Work item >> Write out every record again, exactly.

Supplied information >>
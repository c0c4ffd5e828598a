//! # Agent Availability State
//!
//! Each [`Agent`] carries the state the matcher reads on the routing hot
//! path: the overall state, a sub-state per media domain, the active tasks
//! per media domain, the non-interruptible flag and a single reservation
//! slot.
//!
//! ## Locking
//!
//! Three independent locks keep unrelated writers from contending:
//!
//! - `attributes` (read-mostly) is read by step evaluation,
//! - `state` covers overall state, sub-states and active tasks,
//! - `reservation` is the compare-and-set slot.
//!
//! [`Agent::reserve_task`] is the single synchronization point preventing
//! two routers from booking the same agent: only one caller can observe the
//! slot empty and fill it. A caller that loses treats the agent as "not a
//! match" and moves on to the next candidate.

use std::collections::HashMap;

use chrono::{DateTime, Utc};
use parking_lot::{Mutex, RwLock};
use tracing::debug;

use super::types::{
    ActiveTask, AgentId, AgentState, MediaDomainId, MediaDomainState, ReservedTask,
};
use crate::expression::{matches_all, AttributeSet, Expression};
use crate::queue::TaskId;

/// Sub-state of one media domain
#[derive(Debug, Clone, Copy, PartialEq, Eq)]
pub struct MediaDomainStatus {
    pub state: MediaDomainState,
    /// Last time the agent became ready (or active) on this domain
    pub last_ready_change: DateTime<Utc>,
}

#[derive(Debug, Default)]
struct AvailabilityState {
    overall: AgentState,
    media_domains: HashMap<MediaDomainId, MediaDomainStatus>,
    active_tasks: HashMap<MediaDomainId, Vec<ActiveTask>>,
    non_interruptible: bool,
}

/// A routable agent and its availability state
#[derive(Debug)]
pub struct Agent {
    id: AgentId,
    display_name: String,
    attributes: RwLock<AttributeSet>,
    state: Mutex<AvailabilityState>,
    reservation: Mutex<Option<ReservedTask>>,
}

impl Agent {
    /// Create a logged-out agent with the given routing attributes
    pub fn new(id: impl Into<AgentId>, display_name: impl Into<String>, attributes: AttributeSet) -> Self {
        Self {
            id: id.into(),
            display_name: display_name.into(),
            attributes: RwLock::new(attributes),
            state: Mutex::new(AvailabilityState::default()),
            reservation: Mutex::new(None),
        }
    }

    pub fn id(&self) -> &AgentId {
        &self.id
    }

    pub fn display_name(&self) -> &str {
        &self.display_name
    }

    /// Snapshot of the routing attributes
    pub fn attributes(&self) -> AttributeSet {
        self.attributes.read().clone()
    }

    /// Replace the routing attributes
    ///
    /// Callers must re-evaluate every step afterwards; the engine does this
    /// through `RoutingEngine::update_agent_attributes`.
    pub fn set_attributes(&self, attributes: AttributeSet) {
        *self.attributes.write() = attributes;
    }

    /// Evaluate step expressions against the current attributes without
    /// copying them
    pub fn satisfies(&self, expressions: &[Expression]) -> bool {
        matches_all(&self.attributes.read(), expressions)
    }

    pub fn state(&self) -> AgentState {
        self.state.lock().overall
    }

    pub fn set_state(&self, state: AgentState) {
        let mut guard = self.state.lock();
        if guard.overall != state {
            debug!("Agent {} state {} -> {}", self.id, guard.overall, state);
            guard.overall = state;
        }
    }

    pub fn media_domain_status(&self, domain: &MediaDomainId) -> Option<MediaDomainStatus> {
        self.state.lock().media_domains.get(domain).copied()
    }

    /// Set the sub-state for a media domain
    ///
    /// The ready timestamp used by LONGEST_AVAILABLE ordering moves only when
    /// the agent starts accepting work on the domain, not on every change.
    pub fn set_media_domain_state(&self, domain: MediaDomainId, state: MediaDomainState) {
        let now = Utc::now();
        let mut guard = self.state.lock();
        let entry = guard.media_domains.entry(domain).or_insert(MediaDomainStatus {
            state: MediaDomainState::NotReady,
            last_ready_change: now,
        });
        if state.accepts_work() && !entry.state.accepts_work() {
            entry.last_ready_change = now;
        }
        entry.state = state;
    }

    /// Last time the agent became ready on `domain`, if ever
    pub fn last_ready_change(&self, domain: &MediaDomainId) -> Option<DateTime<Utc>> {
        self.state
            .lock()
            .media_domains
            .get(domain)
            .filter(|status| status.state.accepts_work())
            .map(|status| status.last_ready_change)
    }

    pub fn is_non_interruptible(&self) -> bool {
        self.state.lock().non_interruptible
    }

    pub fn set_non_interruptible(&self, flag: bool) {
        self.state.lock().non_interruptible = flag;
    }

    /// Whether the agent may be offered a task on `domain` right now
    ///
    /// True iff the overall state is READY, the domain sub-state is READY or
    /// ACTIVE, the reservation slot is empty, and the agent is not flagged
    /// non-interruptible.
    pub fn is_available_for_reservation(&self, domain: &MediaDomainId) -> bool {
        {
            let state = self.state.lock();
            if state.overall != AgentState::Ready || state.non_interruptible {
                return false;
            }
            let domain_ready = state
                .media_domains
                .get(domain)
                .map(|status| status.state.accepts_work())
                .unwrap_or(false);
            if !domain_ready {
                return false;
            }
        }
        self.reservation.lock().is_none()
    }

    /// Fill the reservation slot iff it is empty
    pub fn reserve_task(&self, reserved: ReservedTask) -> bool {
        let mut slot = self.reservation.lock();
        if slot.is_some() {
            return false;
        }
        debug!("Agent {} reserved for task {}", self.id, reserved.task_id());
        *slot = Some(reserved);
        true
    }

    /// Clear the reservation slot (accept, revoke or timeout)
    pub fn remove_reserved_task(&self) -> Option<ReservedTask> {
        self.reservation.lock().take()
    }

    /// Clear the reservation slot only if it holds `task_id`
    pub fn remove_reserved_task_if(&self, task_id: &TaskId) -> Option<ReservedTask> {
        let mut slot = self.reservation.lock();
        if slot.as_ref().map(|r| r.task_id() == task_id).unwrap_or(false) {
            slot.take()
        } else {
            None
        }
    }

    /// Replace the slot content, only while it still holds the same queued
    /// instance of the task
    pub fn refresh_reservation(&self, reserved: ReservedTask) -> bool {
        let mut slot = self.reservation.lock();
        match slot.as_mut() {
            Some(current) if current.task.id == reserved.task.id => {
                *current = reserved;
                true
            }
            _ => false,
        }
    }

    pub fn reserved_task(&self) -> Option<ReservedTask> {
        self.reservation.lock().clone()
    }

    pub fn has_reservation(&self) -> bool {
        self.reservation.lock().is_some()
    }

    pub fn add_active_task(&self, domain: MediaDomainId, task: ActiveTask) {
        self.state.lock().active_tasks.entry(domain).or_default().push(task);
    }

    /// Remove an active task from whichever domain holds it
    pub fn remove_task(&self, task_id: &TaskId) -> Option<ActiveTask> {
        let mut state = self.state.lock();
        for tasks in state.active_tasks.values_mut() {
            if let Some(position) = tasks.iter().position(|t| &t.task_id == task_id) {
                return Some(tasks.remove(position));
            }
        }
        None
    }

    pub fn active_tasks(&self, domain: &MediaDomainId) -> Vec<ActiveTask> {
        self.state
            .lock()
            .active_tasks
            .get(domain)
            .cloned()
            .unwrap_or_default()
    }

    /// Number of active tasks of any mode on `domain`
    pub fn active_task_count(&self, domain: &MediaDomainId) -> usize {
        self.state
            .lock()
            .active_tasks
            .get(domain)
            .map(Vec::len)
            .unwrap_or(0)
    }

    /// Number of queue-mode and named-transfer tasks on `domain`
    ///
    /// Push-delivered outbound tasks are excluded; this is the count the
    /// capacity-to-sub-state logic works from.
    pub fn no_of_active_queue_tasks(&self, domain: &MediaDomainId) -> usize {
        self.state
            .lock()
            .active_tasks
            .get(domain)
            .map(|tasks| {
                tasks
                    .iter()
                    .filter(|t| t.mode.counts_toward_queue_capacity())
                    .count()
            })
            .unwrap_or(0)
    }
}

Answer for this exercise >>
repository c0c4ffd5e828598a
//! # Agent Availability State
//!
//! Each [`Agent`] carries the state the matcher reads on the routing hot
//! path: the overall state, a sub-state per media domain, the active tasks
//! per media domain, the non-interruptible flag and a single reservation
//! slot.
//!
//! ## Locking
//!
//! Three independent locks keep unrelated writers from contending:
//!
//! - `attributes` (read-mostly) is read by step evaluation,
//! - `state` covers overall state, sub-states and active tasks,
//! - `reservation` is the compare-and-set slot.
//!
//! [`Agent::reserve_task`] is the single synchronization point preventing
//! two routers from booking the same agent: only one caller can observe the
//! slot empty and fill it. A caller that loses treats the agent as "not a
//! match" and moves on to the next candidate.

use std::collections::HashMap;

use chrono::{DateTime, Utc};
use parking_lot::{Mutex, RwLock};
use tracing::debug;

use super::types::{
    ActiveTask, AgentId, AgentState, MediaDomainId, MediaDomainState, ReservedTask,
};
use crate::expression::{matches_all, AttributeSet, Expression};
use crate::queue::TaskId;

/// Sub-state of one media domain
#[derive(Debug, Clone, Copy, PartialEq, Eq)]
pub struct MediaDomainStatus {
    pub state: MediaDomainState,
    /// Last time the agent became ready (or active) on this domain
    pub last_ready_change: DateTime<Utc>,
}

#[derive(Debug, Default)]
struct AvailabilityState {
    overall: AgentState,
    media_domains: HashMap<MediaDomainId, MediaDomainStatus>,
    active_tasks: HashMap<MediaDomainId, Vec<ActiveTask>>,
    non_interruptible: bool,
}

/// A routable agent and its availability state
#[derive(Debug)]
pub struct Agent {
    id: AgentId,
    display_name: String,
    attributes: RwLock<AttributeSet>,
    state: Mutex<AvailabilityState>,
    reservation: Mutex<Option<ReservedTask>>,
}

impl Agent {
    /// Create a logged-out agent with the given routing attributes
    pub fn new(id: impl Into<AgentId>, display_name: impl Into<String>, attributes: AttributeSet) -> Self {
        Self {
            id: id.into(),
            display_name: display_name.into(),
            attributes: RwLock::new(attributes),
            state: Mutex::new(AvailabilityState::default()),
            reservation: Mutex::new(None),
        }
    }

    pub fn id(&self) -> &AgentId {
        &self.id
    }

    pub fn display_name(&self) -> &str {
        &self.display_name
    }

    /// Snapshot of the routing attributes
    pub fn attributes(&self) -> AttributeSet {
        self.attributes.read().clone()
    }

    /// Replace the routing attributes
    ///
    /// Callers must re-evaluate every step afterwards; the engine does this
    /// through `RoutingEngine::update_agent_attributes`.
    pub fn set_attributes(&self, attributes: AttributeSet) {
        *self.attributes.write() = attributes;
    }

    /// Evaluate step expressions against the current attributes without
    /// copying them
    pub fn satisfies(&self, expressions: &[Expression]) -> bool {
        matches_all(&self.attributes.read(), expressions)
    }

    pub fn state(&self) -> AgentState {
        self.state.lock().overall
    }

    pub fn set_state(&self, state: AgentState) {
        let mut guard = self.state.lock();
        if guard.overall != state {
            debug!("Agent {} state {} -> {}", self.id, guard.overall, state);
            guard.overall = state;
        }
    }

    pub fn media_domain_status(&self, domain: &MediaDomainId) -> Option<MediaDomainStatus> {
        self.state.lock().media_domains.get(domain).copied()
    }

    /// Set the sub-state for a media domain
    ///
    /// The ready timestamp used by LONGEST_AVAILABLE ordering moves only when
    /// the agent starts accepting work on the domain, not on every change.
    pub fn set_media_domain_state(&self, domain: MediaDomainId, state: MediaDomainState) {
        let now = Utc::now();
        let mut guard = self.state.lock();
        let entry = guard.media_domains.entry(domain).or_insert(MediaDomainStatus {
            state: MediaDomainState::NotReady,
            last_ready_change: now,
        });
        if state.accepts_work() && !entry.state.accepts_work() {
            entry.last_ready_change = now;
        }
        entry.state = state;
    }

    /// Last time the agent became ready on `domain`, if ever
    pub fn last_ready_change(&self, domain: &MediaDomainId) -> Option<DateTime<Utc>> {
        self.state
            .lock()
            .media_domains
            .get(domain)
            .filter(|status| status.state.accepts_work())
            .map(|status| status.last_ready_change)
    }

    pub fn is_non_interruptible(&self) -> bool {
        self.state.lock().non_interruptible
    }

    pub fn set_non_interruptible(&self, flag: bool) {
        self.state.lock().non_interruptible = flag;
    }

    /// Whether the agent may be offered a task on `domain` right now
    ///
    /// True iff the overall state is READY, the domain sub-state is READY or
    /// ACTIVE, the reservation slot is empty, and the agent is not flagged
    /// non-interruptible.
    pub fn is_available_for_reservation(&self, domain: &MediaDomainId) -> bool {
        {
            let state = self.state.lock();
            if state.overall != AgentState::Ready || state.non_interruptible {
                return false;
            }
            let domain_ready = state
                .media_domains
                .get(domain)
                .map(|status| status.state.accepts_work())
                .unwrap_or(false);
            if !domain_ready {
                return false;
            }
        }
        self.reservation.lock().is_none()
    }

    /// Fill the reservation slot iff it is empty
    pub fn reserve_task(&self, reserved: ReservedTask) -> bool {
        let mut slot = self.reservation.lock();
        if slot.is_some() {
            return false;
        }
        debug!("Agent {} reserved for task {}", self.id, reserved.task_id());
        *slot = Some(reserved);
        true
    }

    /// Clear the reservation slot (accept, revoke or timeout)
    pub fn remove_reserved_task(&self) -> Option<ReservedTask> {
        self.reservation.lock().take()
    }

    /// Clear the reservation slot only if it holds `task_id`
    pub fn remove_reserved_task_if(&self, task_id: &TaskId) -> Option<ReservedTask> {
        let mut slot = self.reservation.lock();
        if slot.as_ref().map(|r| r.task_id() == task_id).unwrap_or(false) {
            slot.take()
        } else {
            None
        }
    }

    /// Replace the slot content, only while it still holds the same queued
    /// instance of the task
    pub fn refresh_reservation(&self, reserved: ReservedTask) -> bool {
        let mut slot = self.reservation.lock();
        match slot.as_mut() {
            Some(current) if current.task.id == reserved.task.id => {
                *current = reserved;
                true
            }
            _ => false,
        }
    }

    pub fn reserved_task(&self) -> Option<ReservedTask> {
        self.reservation.lock().clone()
    }

    pub fn has_reservation(&self) -> bool {
        self.reservation.lock().is_some()
    }

    pub fn add_active_task(&self, domain: MediaDomainId, task: ActiveTask) {
        self.state.lock().active_tasks.entry(domain).or_default().push(task);
    }

    /// Remove an active task from whichever domain holds it
    pub fn remove_task(&self, task_id: &TaskId) -> Option<ActiveTask> {
        let mut state = self.state.lock();
        for tasks in state.active_tasks.values_mut() {
            if let Some(position) = tasks.iter().position(|t| &t.task_id == task_id) {
                return Some(tasks.remove(position));
            }
        }
        None
    }

    pub fn active_tasks(&self, domain: &MediaDomainId) -> Vec<ActiveTask> {
        self.state
            .lock()
            .active_tasks
            .get(domain)
            .cloned()
            .unwrap_or_default()
    }

    /// Number of active tasks of any mode on `domain`
    pub fn active_task_count(&self, domain: &MediaDomainId) -> usize {
        self.state
            .lock()
            .active_tasks
            .get(domain)
            .map(Vec::len)
            .unwrap_or(0)
    }

    /// Number of queue-mode and named-transfer tasks on `domain`
    ///
    /// Push-delivered outbound tasks are excluded; this is the count the
    /// capacity-to-sub-state logic works from.
    pub fn no_of_active_queue_tasks(&self, domain: &MediaDomainId) -> usize {
        self.state
            .lock()
            .active_tasks
            .get(domain)
            .map(|tasks| {
                tasks
                    .iter()
                    .filter(|t| t.mode.counts_toward_queue_capacity())
                    .count()
            })
            .unwrap_or(0)
    }
}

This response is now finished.